I've Got My Mind on My Money and My Wedding on My Mind
In DepthA good reason to not marry me is that I am not exactly a financial genius. While I’ve always been good at making my own money rather than asking for it (except for when I asked the federal government for $50,000 to go to college with and they were like, “Yes, def,”), paying bills the moment my paycheck dumps into my bank account, and shopping wisely at the grocery store, I am not terribly good at things like saving, planning ahead, or not going apeshit at Sephora on a weekly basis because I have an obsession with becoming a Rouge VIB cardholder as if that will somehow make me better-looking.

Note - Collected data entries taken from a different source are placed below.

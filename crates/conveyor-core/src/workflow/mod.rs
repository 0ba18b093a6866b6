//! Workflow task construction: everything between a stored definition and a
//! `created` task ready to be driven.
//!
//! - `definition` -- YAML parsing, structural validation, definition hashing
//! - `args` -- merging caller arguments over a definition
//! - `render` -- variable substitution into job payloads
//! - `expander` -- fan-out of job definitions into job tasks
//! - `instantiate` -- sequence allocation, snapshot, expansion and lint
//! - `approval` -- approval gate decisions and quorum
//! - `retry` -- deriving a resumable task from a finished one

pub mod approval;
pub mod args;
pub mod definition;
pub mod expander;
pub mod instantiate;
pub mod render;
pub mod retry;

So when Joe and I sat down to do a dry run of the budget for our wedding a few months ago, needless to say, my heart fell into my colon. I was stressed. I was stressed to start Googling the real numbers behind this giant, amoebic “wedding” thing I’d convinced myself could cost between just $25 and $60 total if we tried hard enough, and I was stressed that Joe would finally see me for who I really was: a deeply indebted con lady with an incredibly well-appointed liquid eyeliner arsenal, who didn’t know how to save a single penny.
It’s not that we’d never talked about money—during the early days of our relationship, when I was at a soul-leeching job that paid peanuts, Joe would cheerlead me out of teary meltdowns when my checking account dipped into double-digits, over and over again. When we moved into our first apartment together, he, ever marriage material, volunteered to pay more than half of our expenses: he was debt-free, while my loans and lower salary put me at a handicap. And today, now that we’re more or less equal, I love where we stand on money. We’re both independent, hard-working, sometimes foolishly frivolous (me more so with makeup and flatforms; he less so with takeout and in the Playstation 4 marketplace), and off to a great start as life partners.

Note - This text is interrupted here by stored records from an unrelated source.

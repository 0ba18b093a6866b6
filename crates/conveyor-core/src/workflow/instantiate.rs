//! Task instantiation: definition + arguments -> persisted `created` task.
//!
//! # Steps
//!
//! 1. Validate the definition and merge the caller's arguments over it.
//! 2. Allocate the next task id from the workflow's sequence.
//! 3. Snapshot the merged arguments without trigger controls.
//! 4. Render variables and expand every non-skipped job.
//! 5. Lint the result: at least one stage, no stage without jobs, unique
//!    job task names.
//! 6. Persist the task in `created`.
//!
//! Nothing is written unless every step succeeds. A sequence number
//! allocated before a later failure is not reused.

use std::collections::{BTreeMap, HashSet};

use chrono::Utc;
use conveyor_types::definition::WorkflowDefinition;
use conveyor_types::error::RepositoryError;
use conveyor_types::status::Status;
use conveyor_types::task::{Approval, StageTask, Task, TaskArgs};
use thiserror::Error;
use uuid::Uuid;

use crate::repository::task::TaskRepository;

use super::args::merge_args;
use super::definition::{DefinitionError, definition_hash, validate_definition};
use super::expander::expand_job;
use super::render::{Variables, render, stage_variables, workflow_variables};

#[derive(Debug, Error)]
pub enum InstantiateError {
    #[error(transparent)]
    Definition(#[from] DefinitionError),

    #[error("failed to allocate task id: {0}")]
    Sequence(RepositoryError),

    #[error("failed to render job '{job}': {message}")]
    Render { job: String, message: String },

    #[error("task has no stages to run")]
    NoStages,

    #[error("stage '{0}' has no jobs after expansion")]
    EmptyStage(String),

    #[error("job task name '{0}' is not unique")]
    DuplicateJobTask(String),

    #[error("failed to persist task: {0}")]
    Persist(RepositoryError),
}

/// Instantiate and persist a new task.
pub async fn instantiate_task<R: TaskRepository>(
    repo: &R,
    def: &WorkflowDefinition,
    args: &TaskArgs,
) -> Result<Task, InstantiateError> {
    validate_definition(def)?;
    let merged = merge_args(def, args)?;
    let original_args = merged.without_hooks();
    let workflow_hash = definition_hash(def)?;

    let task_id = repo
        .next_sequence(&def.name)
        .await
        .map_err(InstantiateError::Sequence)?;

    let (workflow_args, stages) =
        materialize_stages(&original_args, task_id, &args.creator, original_args.debug)?;

    let task = Task {
        id: Uuid::now_v7(),
        workflow_name: def.name.clone(),
        task_id,
        display_name: def.display_name.clone(),
        project: def.project.clone(),
        status: Status::Created,
        creator: args.creator.clone(),
        revoker: None,
        created_at: Utc::now(),
        started_at: None,
        ended_at: None,
        debug: original_args.debug,
        is_restart: false,
        error: None,
        workflow_hash,
        params: workflow_args.params.clone(),
        global_context: BTreeMap::new(),
        original_args,
        workflow_args,
        stages,
    };

    repo.upsert(&task).await.map_err(InstantiateError::Persist)?;

    tracing::info!(
        task = %task.key(),
        creator = task.creator.as_str(),
        stages = task.stages.len(),
        debug = task.debug,
        "task instantiated"
    );

    Ok(task)
}

/// Render and expand a merged definition into stage tasks.
///
/// Returns the rendered definition alongside the stages. Stages whose jobs
/// are all skipped are omitted. Used both for new tasks and to re-derive
/// job payloads on retry, so it must stay a pure function of its inputs.
pub fn materialize_stages(
    args: &WorkflowDefinition,
    task_id: i64,
    creator: &str,
    debug: bool,
) -> Result<(WorkflowDefinition, Vec<StageTask>), InstantiateError> {
    let vars = workflow_variables(args, task_id, creator);
    let mut rendered = args.clone();
    let mut stages = Vec::with_capacity(args.stages.len());
    let mut names = HashSet::new();

    for stage in &mut rendered.stages {
        let scoped: Variables = stage_variables(&vars, stage);
        for job in &mut stage.jobs {
            job.spec = render(&job.spec, &scoped).map_err(|e| InstantiateError::Render {
                job: job.name.clone(),
                message: e.to_string(),
            })?;
        }

        if stage.jobs.iter().all(|job| job.skipped) {
            tracing::debug!(stage = stage.name.as_str(), "every job skipped, omitting stage");
            continue;
        }

        let jobs: Vec<_> = stage
            .jobs
            .iter()
            .filter(|job| !job.skipped)
            .flat_map(|job| expand_job(&args.name, job, debug))
            .collect();
        if jobs.is_empty() {
            return Err(InstantiateError::EmptyStage(stage.name.clone()));
        }
        for job in &jobs {
            if !names.insert(job.name.clone()) {
                return Err(InstantiateError::DuplicateJobTask(job.name.clone()));
            }
        }

        stages.push(StageTask {
            name: stage.name.clone(),
            parallel: stage.parallel,
            status: Status::Created,
            started_at: None,
            ended_at: None,
            error: None,
            approval: stage.approval.as_ref().map(Approval::from),
            jobs,
        });
    }

    if stages.is_empty() {
        return Err(InstantiateError::NoStages);
    }

    Ok((rendered, stages))
}

#[cfg(test)]
mod tests {
    use super::*;
    use conveyor_types::definition::{
        HookControl, HookKind, JobSpec, Param, TestingJobSpec,
    };
    use conveyor_types::task::{JobOverride, JobTaskSpec, ParamValue, TaskFilter};

    use crate::testing::{MemoryTaskRepository, freestyle_job, stage, workflow};

    fn args() -> TaskArgs {
        TaskArgs {
            creator: "alice".to_string(),
            ..TaskArgs::default()
        }
    }

    fn release() -> WorkflowDefinition {
        let mut def = workflow(
            "release",
            vec![
                stage("build", true, vec![freestyle_job("compile"), freestyle_job("lint")]),
                stage("ship", false, vec![freestyle_job("publish")]),
            ],
        );
        def.hooks.push(HookControl {
            name: "on-push".to_string(),
            kind: HookKind::GitPush,
            enabled: true,
            repo: Some("shop/api".to_string()),
            schedule: None,
        });
        def
    }

    async fn stored(repo: &MemoryTaskRepository) -> u64 {
        repo.list_by_filter(&TaskFilter::default()).await.unwrap().1
    }

    #[tokio::test]
    async fn creates_task_in_created_status() {
        let repo = MemoryTaskRepository::default();
        let task = instantiate_task(&repo, &release(), &args()).await.unwrap();

        assert_eq!(task.task_id, 1);
        assert_eq!(task.status, Status::Created);
        assert_eq!(task.stages.len(), 2);
        assert!(task.stages.iter().all(|s| s.status == Status::Created));
        assert_eq!(task.stages[0].jobs.len(), 2);
        assert_eq!(task.workflow_hash.len(), 64);
        assert_eq!(repo.find(&task.key()).await.unwrap(), Some(task));
    }

    #[tokio::test]
    async fn sequence_increments_per_workflow() {
        let repo = MemoryTaskRepository::default();
        let first = instantiate_task(&repo, &release(), &args()).await.unwrap();
        let second = instantiate_task(&repo, &release(), &args()).await.unwrap();
        let other = instantiate_task(
            &repo,
            &workflow("nightly", vec![stage("run", false, vec![freestyle_job("job")])]),
            &args(),
        )
        .await
        .unwrap();

        assert_eq!((first.task_id, second.task_id, other.task_id), (1, 2, 1));
        assert_ne!(first.id, second.id);
    }

    #[tokio::test]
    async fn snapshot_strips_hooks() {
        let repo = MemoryTaskRepository::default();
        let task = instantiate_task(&repo, &release(), &args()).await.unwrap();
        assert!(task.original_args.hooks.is_empty());
        assert!(task.workflow_args.hooks.is_empty());
        assert_eq!(task.original_args.stages, release().stages);
    }

    #[tokio::test]
    async fn missing_required_param_persists_nothing() {
        let repo = MemoryTaskRepository::default();
        let mut def = release();
        def.params.push(Param {
            name: "branch".to_string(),
            value: String::new(),
            required: true,
            choices: Vec::new(),
            description: None,
        });

        let err = instantiate_task(&repo, &def, &args()).await.unwrap_err();
        assert!(matches!(err, InstantiateError::Definition(_)));
        assert_eq!(stored(&repo).await, 0);
    }

    #[tokio::test]
    async fn renders_params_into_payloads() {
        let repo = MemoryTaskRepository::default();
        let mut def = release();
        def.params.push(Param {
            name: "branch".to_string(),
            value: String::new(),
            required: true,
            choices: Vec::new(),
            description: None,
        });
        if let JobSpec::Freestyle(spec) = &mut def.stages[0].jobs[0].spec {
            spec.script = "build {{.workflow.params.branch}} #{{.workflow.task.id}} in {{.stage.name}}".to_string();
        }
        let mut args = args();
        args.params.push(ParamValue {
            name: "branch".to_string(),
            value: "main".to_string(),
        });

        let task = instantiate_task(&repo, &def, &args).await.unwrap();
        match &task.stages[0].jobs[0].spec {
            JobTaskSpec::Freestyle { script, .. } => assert_eq!(script, "build main #1 in build"),
            other => panic!("unexpected spec {other:?}"),
        }
        match &task.original_args.stages[0].jobs[0].spec {
            JobSpec::Freestyle(spec) => assert!(spec.script.contains("{{.workflow.params.branch}}")),
            other => panic!("unexpected spec {other:?}"),
        }
    }

    #[tokio::test]
    async fn fully_skipped_stage_is_omitted() {
        let repo = MemoryTaskRepository::default();
        let mut args = args();
        args.jobs.push(JobOverride {
            name: "publish".to_string(),
            skipped: Some(true),
            spec: None,
        });
        let task = instantiate_task(&repo, &release(), &args).await.unwrap();
        assert_eq!(task.stages.len(), 1);
        assert_eq!(task.stages[0].name, "build");
    }

    #[tokio::test]
    async fn every_job_skipped_is_rejected() {
        let repo = MemoryTaskRepository::default();
        let mut args = args();
        for name in ["compile", "lint", "publish"] {
            args.jobs.push(JobOverride {
                name: name.to_string(),
                skipped: Some(true),
                spec: None,
            });
        }
        let err = instantiate_task(&repo, &release(), &args).await.unwrap_err();
        assert!(matches!(err, InstantiateError::NoStages));
        assert_eq!(stored(&repo).await, 0);
    }

    #[tokio::test]
    async fn stage_with_empty_fan_out_is_rejected() {
        let repo = MemoryTaskRepository::default();
        let mut def = release();
        def.stages[1].jobs[0].spec = JobSpec::Testing(TestingJobSpec { modules: Vec::new() });

        let err = instantiate_task(&repo, &def, &args()).await.unwrap_err();
        assert!(matches!(err, InstantiateError::EmptyStage(ref s) if s == "ship"));
        assert_eq!(stored(&repo).await, 0);
    }

    #[tokio::test]
    async fn debug_mode_arms_before_breakpoints() {
        let repo = MemoryTaskRepository::default();
        let mut args = args();
        args.debug = Some(true);
        let task = instantiate_task(&repo, &release(), &args).await.unwrap();
        assert!(task.debug);
        assert!(task.stages.iter().flat_map(|s| &s.jobs).all(|j| j.breakpoint_before));
    }

    #[test]
    fn materialize_is_deterministic() {
        let def = release().without_hooks();
        let a = materialize_stages(&def, 4, "bob", false).unwrap();
        let b = materialize_stages(&def, 4, "bob", false).unwrap();
        assert_eq!(a, b);
    }
}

Unless, of course, I totally blow it in the wedding savings department and he realizes I have the financial skills of an upside-down turtle and leaves me for a woman who has an MBA and more than ten actual dollars to her name. This panic is what I felt when I realized —after lots of Googling, calculating, and factoring in contributions from our very generous families—we were left with a grand savings goal total of about $14,000. Not a big deal. Just almost the price of this decent-ass Italian boat.
Mind you, our wedding is not going to be a Kardashian/West-level affair, with white tigers serving caviar-packed knishes from silver platters strapped to their backs, so please spare me the lectures. This is for a basic, nice, happy wedding, a wedding we want to have, a wedding on a modest farm in a bramblefuck town in Maine, a wedding that will cash in at a grand total of around $25k-$30k, which is just below the national average. We will be sending our families very fancy, Papyrus-brand thank-you cards to express our gratitude for covering the venue, food, bar tab, and photographer. The rest is on us, that grisly $14,000, is on us.